Le plus souvent, ces jours-là, nous passions la soirée ensemble ; Laurianne me prenait sous le bras et m’entraînait jusque chez lui, place du Théâtre, à Montmartre, où nous dînions en camarades, moi, Laurianne et la maîtresse de Laurianne. Mes enfants, une rude fille, cristi ! Des carnations !… Un vrai Rubens ! Je l’avais prise en amitié à cause de ses belles couleurs et aussi de son bon caractère ; et, de fait, il était impossible de réaliser mieux que cette fille le type idéal de la femme d’ami. Pas de nerfs ! Toujours de bonne humeur ! Je n’ai jamais rencontré — j’ai pourtant connu bien des femmes — de camarade plus charmante et plus gaie.

Nous jouions ensemble comme des gosses ; je lui pinçais le gras des bras, ou les hanches, et elle m’envoyait des taloches que je lui rendais avec usure, tandis que Laurianne, la pipe à la bouche, criait :

— N’aie pas peur, Lavernié, vas-y ; tape dessus ; la bête est dure !

J’ai toujours aimé ces jeux de brute.

II

Un soir, comme en sortant de table j’avais emmené Laurianne prendre un bock dans une brasserie du boulevard Clichy, je ne sais quelle idée me prit de lui dire à brûle-pourpoint :

— Ah ! c’est égal, Angèle est vraiment une belle fille !

Bon, ne voilà-t-il pas mon bonhomme qui me regarde fixement et me demande si elle me plaisait.

Je lui dis :

— Elle me plaît sans me plaire. Je la trouve belle fille, voilà tout. En voilà encore une question !

Il reprit :

— C’est que si, des fois, tu avais envie de coucher avec elle, il ne faudrait pas te gêner pour moi.

Ceci me cassa bras et jambes.

Je le regardai, à mon tour.

— Ah çà ! lui dis-je, qu’est-ce qui te prend ?

Et, comme il s’enfermait dans un drôle de rire, dans une goguenarderie édifiée qui affectait de se faire discrète :

— Oh ! mais une minute ! m’écriai-je ; notre amitié est trop ancienne pour se pouvoir accompagner d’équivoques et de faux-fuyants. Si tu as une pensée de derrière la tête, tu vas lui donner la volée, ou je vais, moi, régler les bocks, prendre mon chapeau et cavaler. Comme tous les gens qui n’ont rien à cacher, je suis pour les maisons de verre. Explique-toi, et finissons-en.

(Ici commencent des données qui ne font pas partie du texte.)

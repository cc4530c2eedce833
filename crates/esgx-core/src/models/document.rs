//! Page text handed to the extraction engine.

/// Form feed, the page break emitted by `pdftotext`.
pub const PAGE_BREAK: char = '\u{000c}';

/// One page of plain text.
#[derive(Debug, Clone, PartialEq, Eq)]
pub struct PageText {
    /// Page number (1-indexed).
    pub number: u32,
    /// Plain text of the page as the text layer or input file gives it.
    pub text: String,
}

impl PageText {
    pub fn new(number: u32, text: impl Into<String>) -> Self {
        Self {
            number,
            text: text.into(),
        }
    }

    pub fn is_blank(&self) -> bool {
        self.text.trim().is_empty()
    }
}

/// The ordered pages of one document plus the name it was read from.
#[derive(Debug, Clone, Default, PartialEq, Eq)]
pub struct DocumentText {
    /// File name or path, used for company/year fallbacks.
    pub source_file: String,
    /// Pages in reading order.
    pub pages: Vec<PageText>,
}

impl DocumentText {
    /// Number pages 1..=n in the given order.
    pub fn from_pages<I, S>(source_file: impl Into<String>, pages: I) -> Self
    where
        I: IntoIterator<Item = S>,
        S: Into<String>,
    {
        let pages = pages
            .into_iter()
            .enumerate()
            .map(|(i, text)| PageText::new(i as u32 + 1, text))
            .collect();
        Self {
            source_file: source_file.into(),
            pages,
        }
    }

    /// Split plain text into pages on form feeds.
    ///
    /// A trailing form feed does not open an empty final page.
    pub fn from_plain_text(source_file: impl Into<String>, text: &str) -> Self {
        let text = text.strip_suffix(PAGE_BREAK).unwrap_or(text);
        Self::from_pages(source_file, text.split(PAGE_BREAK))
    }

    pub fn page_count(&self) -> usize {
        self.pages.len()
    }

    /// True when no page carries any non-whitespace text.
    pub fn is_blank(&self) -> bool {
        self.pages.iter().all(PageText::is_blank)
    }

    /// All page texts joined by newlines.
    pub fn full_text(&self) -> String {
        self.leading_text(self.pages.len())
    }

    /// Texts of the first `pages` pages joined by newlines.
    pub fn leading_text(&self, pages: usize) -> String {
        self.pages
            .iter()
            .take(pages)
            .map(|p| p.text.as_str())
            .collect::<Vec<_>>()
            .join("\n")
    }
}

À ces mots, tirant de sa pipe une bouffée de fumée qu’il lâcha avec une savante lenteur :

— Ces amoureux sont inouïs, fit Laurianne. Ils crient leur secret sur les toits, et ils s’étonnent que les couvreurs, ayant des oreilles, les entendent !…

Je demandai :

— Qui ça, amoureux ?

— Toi !

— Moi ?

— Oui.

— De qui ?

— D’Angèle.

— D’Angèle ?

— Parbleu !

Il ricanait.

— Tu me prends pour un aveugle ? fit-il. Je ne m’aperçois pas de ton petit manège, sans doute ? et je ne te vois pas, depuis longtemps, tourner autour de ses jupes ? Allons, sois franc ; en as-tu envie, oui ou non ?

— Certainement, j’en ai envie, dis-je ; et c’est le moindre hommage que je puisse rendre à la grâce de cette jolie fille. Mais de là à me livrer à des petits manèges et à tourner autour de ses jupes, il y a une nuance. N’insiste pas : tu me blesserais. Il n’est pas dans mes habitudes d’abuser de la confiance des personnes pour leur dérober leur argent, leurs montres ou leurs bonnes-amies.

— Eh, bon Dieu ! qui te parle de cela ? fit Laurianne. Je te connais, peut-être ? Je sais à qui je parle ? Je n’en suis pas moins pour ce que je disais : ne te gêne pas si le cœur t’en dit. D’abord, Angèle, en voilà assez comme ça ; six mois de liaison, merci bien ! je n’ai pas beaucoup l’habitude de m’éterniser dans le collage. Quant à me fâcher, tu peux être tranquille, mon vieux : celle qui me brouillera avec un ami n’est pas encore près d’être fondue.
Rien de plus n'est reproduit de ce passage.